//! Plain text summary

use super::SummaryFormatter;
use anyhow::Result;
use std::io::{self, Write};
use textprep_core::{BatchReport, DocumentStatus};

/// Human-readable summary, one line per input
pub struct TextSummary<W: Write> {
    writer: W,
}

impl<W: Write> TextSummary<W> {
    /// Create a new text summary writer
    pub fn new(writer: W) -> Self {
        Self { writer }
    }
}

impl TextSummary<io::Stdout> {
    /// Create a summary writer for stdout
    pub fn stdout() -> Self {
        Self::new(io::stdout())
    }
}

impl<W: Write> SummaryFormatter for TextSummary<W> {
    fn write_summary(&mut self, report: &BatchReport) -> Result<()> {
        for document in &report.documents {
            match (&document.status, &document.output) {
                (DocumentStatus::Written, Some(output)) => writeln!(
                    self.writer,
                    "{} -> {} ({} lines)",
                    document.input.display(),
                    output.display(),
                    document.units
                )?,
                (DocumentStatus::Skipped { reason }, _) => writeln!(
                    self.writer,
                    "{} skipped: {}",
                    document.input.display(),
                    reason
                )?,
                (DocumentStatus::Written, None) => {}
            }
        }
        writeln!(
            self.writer,
            "{}: {} written, {} skipped, {} lines",
            report.task.verb(),
            report.written(),
            report.skipped(),
            report.total_units()
        )?;
        self.writer.flush()?;
        Ok(())
    }
}

#[cfg(test)]
mod tests {
    use super::*;
    use std::path::PathBuf;
    use textprep_core::{DocumentReport, Task};

    #[test]
    fn test_text_summary() {
        let mut report = BatchReport::new(Task::Segment);
        report.documents.push(DocumentReport::written(
            PathBuf::from("a.txt"),
            PathBuf::from("a.txt.sen"),
            3,
        ));
        report.documents.push(DocumentReport::skipped(
            PathBuf::from("b.txt"),
            "not found".to_string(),
        ));

        let mut out = Vec::new();
        TextSummary::new(&mut out).write_summary(&report).unwrap();
        let text = String::from_utf8(out).unwrap();

        assert_eq!(
            text,
            "a.txt -> a.txt.sen (3 lines)\nb.txt skipped: not found\nSegmenting: 1 written, 1 skipped, 3 lines\n"
        );
    }
}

§ **Problem description**: Copy out every line of the material above that mentions the word "lines".

§ **Exercise result**:
                    "{} -> {} ({} lines)",
            "{}: {} written, {} skipped, {} lines",
            "a.txt -> a.txt.sen (3 lines)\nb.txt skipped: not found\nSegmenting: 1 written, 1 skipped, 3 lines\n"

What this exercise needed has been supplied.